A teaching background does not guarantee education as a political priority. So it may gladden the hearts of Derbyshire teachers to know that Tom Levitt, a former teacher who now represents High Peak, devoted his maiden speech to education. The House heard him cite a Buxton reception class containing 46 children, another primary which faces the imminent loss of one of its five teachers, and the "700 pit props holding up roofs in Derbyshire schools", in a speech whose content ranged from the shortcomings of the voucher scheme to the calamitous state of further education.

But other teacher MPs have different priorities. Gisela Stuart, former law lecturer and now representing Edgbaston, will concentrate on pensions - the subject of her unfinished PhD thesis at Birmingham University. Dr Brian Iddon, formerly reader in organic chemistry at Salford University and now Labour member for Bolton South East, is particularly interested in housing. Vernon Coaker MP asks not to be pigeon-holed as an education specialist, despite a particular concern with ways of engaging children who under-achieve.
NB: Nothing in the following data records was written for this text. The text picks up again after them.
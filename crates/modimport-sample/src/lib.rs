//! Bindings generated from `decls/imports.decls.json` by the build script.
//!
//! Each surface is a module: attach provider functions, call `load()`, then
//! call through the forwarding functions.

/// A component handed back by a provider.
#[derive(Debug, Clone, PartialEq, Eq)]
pub struct ComponentStub {
    pub id: u32,
    pub tag: String,
}

#[derive(Debug, Clone, PartialEq, Eq)]
pub struct PlayerStub {
    pub name: String,
}

include!(concat!(env!("OUT_DIR"), "/imports.rs"));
Dr Iddon says he is still an educationist. "I'm seeing PhD students on Fridays, and writing up their research. My interest in science will continue." He has already joined parliamentary groups on scientific matters and will be giving a long-planned talk on the "Magic of Chemistry" at the Science Museum in November. "I'm a great believer in carrying science to the people," says the MP. How does he regard his new job? "I've a feeling of great privilege to be sent down here to try to solve problems.I'm still a public servant, and always have been. The biggest satisfaction is helping people who cannot see through the thicket of bureaucracy."

Their first utterance in the chamber is a major rite of passage for new MPs. One of the conventions of the maiden speech is that it should contain an encomium to the MP's predecessor. This may pose a particular challenge to Melanie Johnson MP, who was infamously insulted by the outgoing Tory, David Evans, during the campaign. Ms Johnson was Labour's education spokesperson in Cambridgeshire, and a lay inspector for Ofsted for more than three years. Mr Evans described her as a "girl with three bastard children" and refused to repent in the ensuing media storm.
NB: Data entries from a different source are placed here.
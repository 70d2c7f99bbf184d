use sha2::{Digest, Sha256};

pub(crate) fn sha256_hex(bytes: &[u8]) -> String {
    let digest = Sha256::digest(bytes);
    let mut out = String::with_capacity(digest.len() * 2);
    for b in digest {
        out.push_str(&format!("{:02x}", b));
    }
    out
}

const KEYWORDS: &[&str] = &[
    "abstract", "as", "async", "await", "become", "box", "break", "const", "continue", "do",
    "dyn", "else", "enum", "extern", "false", "final", "fn", "for", "gen", "if", "impl", "in",
    "let", "loop", "macro", "match", "mod", "move", "mut", "override", "priv", "pub", "ref",
    "return", "static", "struct", "trait", "true", "try", "type", "typeof", "unsafe", "unsized",
    "use", "virtual", "where", "while", "yield",
];

// Keywords that cannot be written as raw identifiers either.
const NON_RAW: &[&str] = &["_", "crate", "self", "Self", "super"];

/// Spelling of `name` as a Rust identifier, raw when it is a keyword.
pub(crate) fn rust_ident(name: &str) -> Result<String, &'static str> {
    let mut chars = name.chars();
    let Some(first) = chars.next() else {
        return Err("empty name");
    };
    if !(first == '_' || first.is_ascii_alphabetic()) {
        return Err("must start with a letter or '_'");
    }
    if !chars.all(|c| c == '_' || c.is_ascii_alphanumeric()) {
        return Err("only ASCII letters, digits and '_' are allowed");
    }
    if NON_RAW.contains(&name) {
        return Err("reserved keyword");
    }
    if KEYWORDS.contains(&name) {
        return Ok(format!("r#{name}"));
    }
    Ok(name.to_string())
}

/// `DashStates1` -> `dash_states1`, `HTTPClient` -> `http_client`.
pub(crate) fn snake_case(name: &str) -> String {
    let chars: Vec<char> = name.chars().collect();
    let mut out = String::with_capacity(name.len() + 4);
    for (i, &c) in chars.iter().enumerate() {
        if c.is_ascii_uppercase() {
            let prev = i.checked_sub(1).map(|p| chars[p]);
            let next = chars.get(i + 1).copied();
            let boundary = match prev {
                Some(p) if p.is_ascii_lowercase() || p.is_ascii_digit() => true,
                Some(p) if p.is_ascii_uppercase() => next.is_some_and(|n| n.is_ascii_lowercase()),
                _ => false,
            };
            if boundary && !out.ends_with('_') {
                out.push('_');
            }
            out.push(c.to_ascii_lowercase());
        } else {
            out.push(c);
        }
    }
    out
}

#[cfg(test)]
mod tests {
    use super::{rust_ident, sha256_hex, snake_case};

    #[test]
    fn snake_case_boundaries() {
        assert_eq!(snake_case("DashStates1"), "dash_states1");
        assert_eq!(snake_case("HTTPClient"), "http_client");
        assert_eq!(snake_case("already_snake"), "already_snake");
        assert_eq!(snake_case("A"), "a");
        assert_eq!(snake_case("Outer_Inner"), "outer_inner");
    }

    #[test]
    fn idents_and_keywords() {
        assert_eq!(rust_ident("GetState").as_deref(), Ok("GetState"));
        assert_eq!(rust_ident("type").as_deref(), Ok("r#type"));
        assert!(rust_ident("self").is_err());
        assert!(rust_ident("1abc").is_err());
        assert!(rust_ident("a-b").is_err());
        assert!(rust_ident("").is_err());
    }

    #[test]
    fn sha256_of_empty_input() {
        assert_eq!(
            sha256_hex(b""),
            "e3b0c44298fc1c149afbf4c8996fb92427ae41e4649b934ca495991b7852b855"
        );
    }
}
Like some of the other newcomers, Melanie Johnson is critical of Westminster bureaucracy and secretiveness. "There's no really simple information provided for new members," she says. "I think it's a very antiquated idea that you have to find out what to do from the old hands. Years ago they probably spent a lot of time in the bars and mooching about talking to each other. I've yet to go into a bar, and I doubt if I will this side of the summer. A lot of us have worked in organisations that are very effectively run, and the contrast is quite marked. I think some changes are needed."

The exhilaration among the new MPs is still there for all to see. David Lepper, featured in The TES just before the election and now MP for Brighton Pavilion, speaks of his "great joy" at being part of a process of change. "Actually hearing the Queen saying those things that had been part of our manifesto was a great thrill," he says.

Anne Begg found it surreal to go to drinks at 11 Downing Street. "I felt, this can't really be happening," she says. "Everybody I know, I think about them as ordinary people. What are they doing running the country?"

"I think it'll take five years to come down from the high, " says Jacqui Smith.